Education & the Commercial Mindset

Listen to this week’s show, above.


On this week’s show we heard a lot about charter schools from educators — the people whose job it is to improve schools and put new ideas to the test. But as we heard from the candidates in the LAUSD school board election, the people driving this conversation are often not educators at all.

Instead, it’s philanthropists, businesspeople, and investors who are pouring their time, money, and efforts into the charter movement, often hoping to bring about a partial or wholesale privatization of education.

Just why do these people think they can do education better than educators? Sam Abrams is an economist who studies education, and he says what’s driving the debate today is what he calls a “commercial mindset” — the view that education is in dire need of some lessons from the cutthroat world of business.

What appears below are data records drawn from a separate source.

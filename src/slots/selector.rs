//! Lowest-intensity slot selection.

use tracing::{debug, warn};

use super::types::{ForecastBucket, SelectedSlot, Selection, SelectionMode};
use crate::error::SelectError;

/// Picks the cleanest time slots from a carbon-intensity forecast.
///
/// Buckets are ranked by ascending intensity with a stable sort, so buckets
/// of equal intensity keep their input order. The caller's slice is never
/// reordered.
#[derive(Debug, Default, Clone, Copy)]
pub struct SlotSelector;

impl SlotSelector {
    /// Selects slots covering `duration_minutes` using the given mode.
    ///
    /// # Arguments
    ///
    /// * `buckets` - Forecast buckets in any order
    /// * `duration_minutes` - Requested activity duration (must be > 0)
    /// * `mode` - Greedy accumulation or a single covering bucket
    ///
    /// # Returns
    ///
    /// Slots in ascending intensity order. May cover less than the requested
    /// duration when the forecast does not offer enough time.
    ///
    /// # Errors
    ///
    /// Returns [`SelectError::NonPositiveDuration`] if `duration_minutes <= 0`.
    pub fn select(
        &self,
        buckets: &[ForecastBucket],
        duration_minutes: i64,
        mode: SelectionMode,
    ) -> Result<Vec<SelectedSlot>, SelectError> {
        self.select_with_report(buckets, duration_minutes, mode)
            .map(|selection| selection.slots)
    }

    /// Like [`SlotSelector::select`], but also reports skipped buckets and
    /// covered minutes.
    ///
    /// # Errors
    ///
    /// Returns [`SelectError::NonPositiveDuration`] if `duration_minutes <= 0`.
    pub fn select_with_report(
        &self,
        buckets: &[ForecastBucket],
        duration_minutes: i64,
        mode: SelectionMode,
    ) -> Result<Selection, SelectError> {
        if duration_minutes <= 0 {
            return Err(SelectError::NonPositiveDuration(duration_minutes));
        }

        let mut ranked: Vec<&ForecastBucket> = buckets.iter().filter(|b| b.is_valid()).collect();
        let skipped = buckets.len() - ranked.len();
        if skipped > 0 {
            warn!(skipped, "ignoring forecast buckets whose end is not after their start");
        }

        // `sort_by_key` is stable: equal intensities stay in input order.
        ranked.sort_by_key(|b| b.intensity);

        let slots = match mode {
            SelectionMode::Greedy => greedy(&ranked, duration_minutes),
            SelectionMode::SingleContiguous => single_contiguous(&ranked, duration_minutes)
                .into_iter()
                .collect(),
        };
        let covered_minutes = slots.iter().map(SelectedSlot::minutes).sum();

        debug!(
            %mode,
            duration_minutes,
            candidates = ranked.len(),
            slots = slots.len(),
            covered_minutes,
            "selected slots"
        );

        Ok(Selection {
            slots,
            skipped,
            covered_minutes,
        })
    }
}

/// First ranked bucket long enough on its own, cut down to the duration.
fn single_contiguous(ranked: &[&ForecastBucket], duration_minutes: i64) -> Option<SelectedSlot> {
    ranked
        .iter()
        .find(|b| b.span_minutes() >= duration_minutes)
        .map(|b| SelectedSlot::truncated(b, duration_minutes))
}

/// Accumulates ranked buckets until the duration is met; the last one may be
/// truncated.
fn greedy(ranked: &[&ForecastBucket], duration_minutes: i64) -> Vec<SelectedSlot> {
    let mut slots = Vec::new();
    let mut accumulated = 0_i64;

    for bucket in ranked {
        if accumulated >= duration_minutes {
            break;
        }
        let span = bucket.span_minutes();
        if accumulated + span > duration_minutes {
            slots.push(SelectedSlot::truncated(bucket, duration_minutes - accumulated));
            accumulated = duration_minutes;
        } else {
            slots.push(SelectedSlot::whole(bucket));
            accumulated += span;
        }
    }

    slots
}
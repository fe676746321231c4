//! API query and error types.
//!
//! The slot body itself is [`SlotRecord`](crate::slots::SlotRecord).

use serde::{Deserialize, Serialize};

/// Query parameters for the slots endpoint.
///
/// Both are kept as raw strings: a value that fails to parse falls back to
/// the configured default instead of rejecting the request.
#[derive(Debug, Default, Deserialize)]
pub struct SlotsQuery {
    /// Activity duration in minutes.
    pub duration: Option<String>,
    /// Whether a single contiguous slot is wanted.
    pub contiguous: Option<String>,
}

impl SlotsQuery {
    /// Requested duration, or `default` when absent or unparsable.
    pub fn duration_or(&self, default: i64) -> i64 {
        self.duration
            .as_deref()
            .and_then(|d| d.trim().parse().ok())
            .unwrap_or(default)
    }

    /// Requested contiguity, or `default` when absent or unparsable.
    pub fn contiguous_or(&self, default: bool) -> bool {
        self.contiguous
            .as_deref()
            .and_then(parse_flag)
            .unwrap_or(default)
    }
}

/// Parses the boolean spellings accepted by the endpoint.
pub fn parse_flag(s: &str) -> Option<bool> {
    match s {
        "1" | "t" | "T" | "TRUE" | "true" | "True" => Some(true),
        "0" | "f" | "F" | "FALSE" | "false" | "False" => Some(false),
        _ => None,
    }
}

/// Error response body for 4xx/5xx errors.
#[derive(Debug, Serialize)]
pub struct ErrorResponse {
    /// Human-readable error message.
    pub error: String,
}
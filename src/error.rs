//! Library error types.

use thiserror::Error;

/// Errors returned by slot selection.
#[derive(Debug, Clone, PartialEq, Eq, Error)]
pub enum SelectError {
    #[error("duration must be > 0 minutes, got {0}")]
    NonPositiveDuration(i64),
}

/// Errors that can occur while obtaining forecast data.
#[derive(Debug, Error)]
pub enum ForecastError {
    #[error("forecast request failed: {0}")]
    Http(#[source] Box<dyn std::error::Error + Send + Sync>),

    #[error("forecast service returned HTTP {0}")]
    Status(u16),

    #[error("invalid forecast payload: {0}")]
    Decode(#[from] serde_json::Error),

    #[error("cannot read forecast: {0}")]
    Io(#[from] std::io::Error),

    #[error("invalid `{field}` timestamp \"{value}\"")]
    Timestamp { field: &'static str, value: String },
}

pub type ForecastResult<T> = Result<T, ForecastError>;
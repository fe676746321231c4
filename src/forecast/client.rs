//! Client for the GB carbon-intensity forecast API.

use std::time::Duration;

use chrono::{DateTime, Utc};
use reqwest::Client;
use tracing::{debug, warn};

use super::{ForecastRecord, ForecastResponse, format_timestamp};
use crate::config::ForecastConfig;
use crate::error::{ForecastError, ForecastResult};

impl From<reqwest::Error> for ForecastError {
    fn from(e: reqwest::Error) -> Self {
        Self::Http(Box::new(e))
    }
}

/// Fetches 24 hour forward forecasts over HTTP.
#[derive(Debug, Clone)]
pub struct CarbonIntensityClient {
    client: Client,
    base_url: String,
}

impl CarbonIntensityClient {
    /// Builds a client from the `[forecast]` config section.
    ///
    /// # Errors
    ///
    /// Returns [`ForecastError::Http`] if the HTTP client cannot be built.
    pub fn from_config(config: &ForecastConfig) -> ForecastResult<Self> {
        let client = Client::builder()
            .timeout(Duration::from_secs(config.timeout_secs))
            .build()?;
        Ok(Self {
            client,
            base_url: config.base_url.trim_end_matches('/').to_string(),
        })
    }

    /// URL of the forward-24h forecast starting at `from`.
    pub fn forecast_url(&self, from: DateTime<Utc>) -> String {
        format!(
            "{}/intensity/{}/fw24h",
            self.base_url,
            format_timestamp(&from)
        )
    }

    /// Fetches the forecast for the 24 hours following `from`.
    ///
    /// # Errors
    ///
    /// Returns [`ForecastError::Http`] on transport or decode failure and
    /// [`ForecastError::Status`] on a non-success response.
    pub async fn fetch_forecast(&self, from: DateTime<Utc>) -> ForecastResult<Vec<ForecastRecord>> {
        let url = self.forecast_url(from);
        debug!(%url, "fetching carbon-intensity forecast");

        let resp = self.client.get(&url).send().await?;
        let status = resp.status();
        if !status.is_success() {
            warn!(%url, status = status.as_u16(), "forecast request rejected");
            return Err(ForecastError::Status(status.as_u16()));
        }

        let body: ForecastResponse = resp.json().await?;
        debug!(records = body.data.len(), "received forecast");
        Ok(body.data)
    }
}
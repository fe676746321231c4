//! Slot selection types: forecast buckets, selected slots, and modes.

use std::fmt;

use chrono::{DateTime, Duration, Utc};
use serde::Serialize;

/// One forecast period with its carbon-intensity value.
///
/// A bucket is valid only when `to` is strictly after `from`. Invalid
/// buckets are accepted here and filtered out by the selector.
///
/// # Examples
///
/// ```
/// use carbon_slots::slots::ForecastBucket;
/// use chrono::{TimeZone, Utc};
///
/// let from = Utc.with_ymd_and_hms(2024, 3, 1, 9, 0, 0).unwrap();
/// let to = Utc.with_ymd_and_hms(2024, 3, 1, 9, 30, 0).unwrap();
/// let bucket = ForecastBucket::new(from, to, 120);
/// assert!(bucket.is_valid());
/// assert_eq!(bucket.span_minutes(), 30);
/// ```
#[derive(Debug, Clone, Copy, PartialEq, Eq)]
pub struct ForecastBucket {
    /// Period start (inclusive).
    pub from: DateTime<Utc>,
    /// Period end (exclusive).
    pub to: DateTime<Utc>,
    /// Forecast intensity (gCO2/kWh for the GB source, lower is cleaner).
    pub intensity: i32,
}

impl ForecastBucket {
    pub fn new(from: DateTime<Utc>, to: DateTime<Utc>, intensity: i32) -> Self {
        Self {
            from,
            to,
            intensity,
        }
    }

    /// Whether `to` is strictly after `from`.
    pub fn is_valid(&self) -> bool {
        self.to > self.from
    }

    /// Span of the bucket in whole minutes, truncated toward zero.
    pub fn span_minutes(&self) -> i64 {
        (self.to - self.from).num_minutes()
    }
}

/// A (possibly truncated) sub-interval of a bucket chosen for the answer.
#[derive(Debug, Clone, Copy, PartialEq, Eq)]
pub struct SelectedSlot {
    /// Slot start, always equal to the source bucket's `from`.
    pub valid_from: DateTime<Utc>,
    /// Slot end, never later than the source bucket's `to`.
    pub valid_to: DateTime<Utc>,
    /// Intensity of the source bucket.
    pub intensity: i32,
}

impl SelectedSlot {
    /// A slot covering the whole bucket.
    pub(crate) fn whole(bucket: &ForecastBucket) -> Self {
        Self {
            valid_from: bucket.from,
            valid_to: bucket.to,
            intensity: bucket.intensity,
        }
    }

    /// A slot covering the first `minutes` of the bucket.
    pub(crate) fn truncated(bucket: &ForecastBucket, minutes: i64) -> Self {
        Self {
            valid_from: bucket.from,
            valid_to: bucket.from + Duration::minutes(minutes),
            intensity: bucket.intensity,
        }
    }

    /// Slot length in whole minutes.
    pub fn minutes(&self) -> i64 {
        (self.valid_to - self.valid_from).num_minutes()
    }
}

impl fmt::Display for SelectedSlot {
    fn fmt(&self, f: &mut fmt::Formatter<'_>) -> fmt::Result {
        write!(
            f,
            "{} -> {} ({} min) intensity={}",
            self.valid_from.format("%Y-%m-%d %H:%M"),
            self.valid_to.format("%Y-%m-%d %H:%M"),
            self.minutes(),
            self.intensity
        )
    }
}

/// Public JSON form of a [`SelectedSlot`].
///
/// Shared by `GET /slots` and `select --json`: `valid_from`, `valid_to` and
/// a nested `carbon.intensity`, timestamps in RFC 3339 UTC.
#[derive(Debug, Serialize)]
pub struct SlotRecord {
    /// Slot start.
    pub valid_from: DateTime<Utc>,
    /// Slot end.
    pub valid_to: DateTime<Utc>,
    /// Carbon figures for the slot.
    pub carbon: CarbonReading,
}

/// Carbon figures attached to a [`SlotRecord`].
#[derive(Debug, Serialize)]
pub struct CarbonReading {
    /// Forecast intensity of the source bucket.
    pub intensity: i32,
}

impl From<&SelectedSlot> for SlotRecord {
    fn from(s: &SelectedSlot) -> Self {
        Self {
            valid_from: s.valid_from,
            valid_to: s.valid_to,
            carbon: CarbonReading {
                intensity: s.intensity,
            },
        }
    }
}

/// How buckets are combined to cover the requested duration.
#[derive(Debug, Clone, Copy, Default, PartialEq, Eq)]
pub enum SelectionMode {
    /// Accumulate the cleanest buckets regardless of time adjacency.
    #[default]
    Greedy,
    /// Pick the cleanest single bucket that covers the duration on its own.
    ///
    /// Adjacent buckets are never stitched together.
    SingleContiguous,
}

impl SelectionMode {
    /// Maps the `contiguous` request flag onto a mode.
    pub fn from_contiguous(contiguous: bool) -> Self {
        if contiguous {
            Self::SingleContiguous
        } else {
            Self::Greedy
        }
    }
}

impl fmt::Display for SelectionMode {
    fn fmt(&self, f: &mut fmt::Formatter<'_>) -> fmt::Result {
        match self {
            Self::Greedy => write!(f, "greedy"),
            Self::SingleContiguous => write!(f, "single-contiguous"),
        }
    }
}

/// Selection result with the bookkeeping callers need to judge coverage.
#[derive(Debug, Clone, PartialEq, Eq)]
pub struct Selection {
    /// Selected slots in ascending intensity order.
    pub slots: Vec<SelectedSlot>,
    /// Number of input buckets dropped for having `to <= from`.
    pub skipped: usize,
    /// Total minutes covered by `slots`.
    pub covered_minutes: i64,
}

impl Selection {
    /// Whether the slots cover the full requested duration.
    pub fn is_complete(&self, duration_minutes: i64) -> bool {
        self.covered_minutes >= duration_minutes
    }
}

impl fmt::Display for Selection {
    fn fmt(&self, f: &mut fmt::Formatter<'_>) -> fmt::Result {
        writeln!(f, "--- Selected slots ---")?;
        for slot in &self.slots {
            writeln!(f, "{slot}")?;
        }
        writeln!(f, "Covered: {} min", self.covered_minutes)?;
        write!(f, "Skipped buckets: {}", self.skipped)
    }
}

In his new book, Education and the Commercial Mindset (Harvard University Press), Abrams traces how the commercial approach to education has gone from being an outlier view to a borderline cultural obsession in the United States, from the conversation over choice to the emergence of new forms of corporatized schools.

Today’s debate over charters is no exception. In the excerpt below, Abrams contrasts the rise of nonprofit charter management organizations (CMOs) with the demise of for-profit educational management organizations (EMOs). While the for-profit model failed to live up to expectations, it fostered a commercial mindset — grounded in sharp marketing, utilizing at-will contracts, emphasizing choice, and focused on results — that CMOs adopted. It is these CMOs, like the KIPP Foundation, that are driving the “school choice” debate today.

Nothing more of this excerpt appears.